• [TASK DESCRIPTION]:
Copy every line of the records below that holds the word "other".

Dataset entries:
——————

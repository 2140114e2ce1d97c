use std::sync::{Arc, Mutex};

use tokio::time::{timeout, Duration};

use drawstats::{
    core::store::{DrawStore, StoreError},
    draw::{DrawDraft, GameOutcome},
    op::StoredOp,
    persist::{OpSink, PersistError, PersistResult},
    runtime::{
        events::DrawEvent,
        handle::{spawn_drawlog, DrawLogHandle, RuntimeConfig, RuntimeError},
    },
    types::{GameKind, Jurisdiction, OpSeq},
};

fn keno_draft(source: &str, numbers: Vec<u8>) -> DrawDraft {
    DrawDraft {
        source_id: source.to_string(),
        jurisdiction: Jurisdiction::Nsw,
        draw_number: Some(1),
        date: Some("2024-05-01".to_string()),
        created_at_ms: 1,
        outcome: GameOutcome::Keno { numbers },
    }
}

fn race_draft(source: &str, placings: Vec<u8>) -> DrawDraft {
    DrawDraft {
        source_id: source.to_string(),
        jurisdiction: Jurisdiction::Vic,
        draw_number: Some(2),
        date: Some("2024-05-01".to_string()),
        created_at_ms: 2,
        outcome: GameOutcome::Trackside {
            placings,
            dividend_cents: Some(640),
        },
    }
}

fn spawn_plain() -> DrawLogHandle {
    spawn_drawlog(DrawStore::new(), None, RuntimeConfig::default())
}

async fn next_event(rx: &mut tokio::sync::broadcast::Receiver<DrawEvent>) -> DrawEvent {
    timeout(Duration::from_secs(2), rx.recv())
        .await
        .expect("event timeout")
        .expect("event stream closed")
}

#[derive(Clone, Default)]
struct RecordingSink {
    ops: Arc<Mutex<Vec<StoredOp>>>,
}

impl OpSink for RecordingSink {
    fn append_ops(&mut self, ops: &[StoredOp]) -> PersistResult<OpSeq> {
        let mut guard = self.ops.lock().unwrap();
        guard.extend(ops.iter().cloned());
        Ok(guard.last().map(|o| o.seq).unwrap_or(0))
    }
}

struct FailingSink;

impl OpSink for FailingSink {
    fn append_ops(&mut self, _ops: &[StoredOp]) -> PersistResult<OpSeq> {
        Err(PersistError::Message("disk full".to_string()))
    }

    fn flush(&mut self) -> PersistResult<()> {
        Err(PersistError::Message("disk full".to_string()))
    }
}

#[tokio::test]
async fn insert_lookup_and_recent_ordering() {
    let handle = spawn_plain();

    let first = handle
        .insert(keno_draft("keno-1", (1..=20).collect()))
        .await
        .expect("insert");
    let second = handle
        .insert(race_draft("race-1", vec![7, 2, 11, 4]))
        .await
        .expect("insert");
    assert_eq!(first, 1);
    assert_eq!(second, 2);

    let rec = handle.get(first).await.expect("get").expect("record");
    assert_eq!(rec.source_id, "keno-1");
    assert_eq!(rec.game(), GameKind::Keno);

    let found = handle
        .find_by_source("race-1")
        .await
        .expect("find")
        .expect("record");
    assert_eq!(found.id, second);

    let recent = handle.recent(10).await.expect("recent");
    assert_eq!(recent.len(), 2);
    assert_eq!(recent[0].id, first);
    assert_eq!(recent[1].id, second);

    handle.shutdown().await.expect("shutdown");
}

#[tokio::test]
async fn duplicate_source_id_is_rejected() {
    let handle = spawn_plain();
    handle
        .insert(keno_draft("keno-dup", (1..=20).collect()))
        .await
        .expect("insert");

    let err = handle
        .insert(keno_draft("keno-dup", (21..=40).collect()))
        .await
        .expect_err("duplicate must fail");
    match err {
        RuntimeError::Store(StoreError::DuplicateSource(src)) => assert_eq!(src, "keno-dup"),
        other => panic!("unexpected error: {other:?}"),
    }

    handle.shutdown().await.expect("shutdown");
}

#[tokio::test]
async fn jurisdiction_query_filters_by_game() {
    let handle = spawn_plain();
    handle
        .insert(race_draft("race-vic-1", vec![1, 2, 3, 4]))
        .await
        .expect("insert");
    let mut keno_vic = keno_draft("keno-vic-1", (1..=20).collect());
    keno_vic.jurisdiction = Jurisdiction::Vic;
    handle.insert(keno_vic).await.expect("insert");

    let races = handle
        .by_jurisdiction(Jurisdiction::Vic, Some(GameKind::Trackside), 100)
        .await
        .expect("query");
    assert_eq!(races.len(), 1);
    assert_eq!(races[0].source_id, "race-vic-1");

    let nsw = handle
        .by_jurisdiction(Jurisdiction::Nsw, None, 100)
        .await
        .expect("query");
    assert!(nsw.is_empty());

    handle.shutdown().await.expect("shutdown");
}

#[tokio::test]
async fn events_trace_insert_and_repair() {
    let handle = spawn_plain();
    let mut events = handle.subscribe();

    let id = handle
        .insert(keno_draft("keno-fix", (1..=19).collect()))
        .await
        .expect("insert");

    assert_eq!(next_event(&mut events).await, DrawEvent::DurableUpTo { op_seq: 1 });
    assert_eq!(next_event(&mut events).await, DrawEvent::Inserted { id });

    handle
        .repair(id, GameOutcome::Keno { numbers: (1..=20).collect() })
        .await
        .expect("repair");
    assert_eq!(next_event(&mut events).await, DrawEvent::DurableUpTo { op_seq: 2 });
    assert_eq!(next_event(&mut events).await, DrawEvent::Repaired { id });

    let rec = handle.get(id).await.expect("get").expect("record");
    assert_eq!(rec.outcome.numbers().len(), 20);

    handle.shutdown().await.expect("shutdown");
}

#[tokio::test]
async fn repair_cannot_change_the_game() {
    let handle = spawn_plain();
    let id = handle
        .insert(keno_draft("keno-g", (1..=20).collect()))
        .await
        .expect("insert");

    let err = handle
        .repair(
            id,
            GameOutcome::Trackside {
                placings: vec![1, 2],
                dividend_cents: None,
            },
        )
        .await
        .expect_err("game mismatch must fail");
    assert!(matches!(
        err,
        RuntimeError::Store(StoreError::GameMismatch(_))
    ));

    handle.shutdown().await.expect("shutdown");
}

#[tokio::test]
async fn sink_receives_journaled_ops_and_reports_durability() {
    let sink = RecordingSink::default();
    let ops = Arc::clone(&sink.ops);
    let handle = spawn_drawlog(
        DrawStore::new(),
        Some(Box::new(sink)),
        RuntimeConfig::default(),
    );
    let mut events = handle.subscribe();

    let id = handle
        .insert(keno_draft("keno-j", (1..=20).collect()))
        .await
        .expect("insert");

    // Inserted arrives synchronously; DurableUpTo follows once the batch
    // lands in the sink.
    let mut saw_durable = false;
    for _ in 0..4 {
        match next_event(&mut events).await {
            DrawEvent::DurableUpTo { op_seq } if op_seq >= 1 => {
                saw_durable = true;
                break;
            }
            DrawEvent::Inserted { id: got } => assert_eq!(got, id),
            other => panic!("unexpected event: {other:?}"),
        }
    }
    assert!(saw_durable);

    let flushed = handle.flush().await.expect("flush");
    assert_eq!(flushed, 1);

    handle.shutdown().await.expect("shutdown");

    let recorded = ops.lock().unwrap();
    assert_eq!(recorded.len(), 1);
    assert_eq!(recorded[0].seq, 1);
}

#[tokio::test]
async fn failing_sink_error_surfaces_on_flush() {
    let handle = spawn_drawlog(
        DrawStore::new(),
        Some(Box::new(FailingSink)),
        RuntimeConfig::default(),
    );

    // Insert itself succeeds; the journal write fails in the background.
    handle
        .insert(keno_draft("keno-f", (1..=20).collect()))
        .await
        .expect("insert");

    let err = handle.flush().await.expect_err("flush must surface failure");
    assert!(matches!(err, RuntimeError::Persist(_)));

    handle.shutdown().await.expect("shutdown");
}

——————

• [ANSWER SPACE]:
        other => panic!("unexpected error: {other:?}"),
            other => panic!("unexpected event: {other:?}"),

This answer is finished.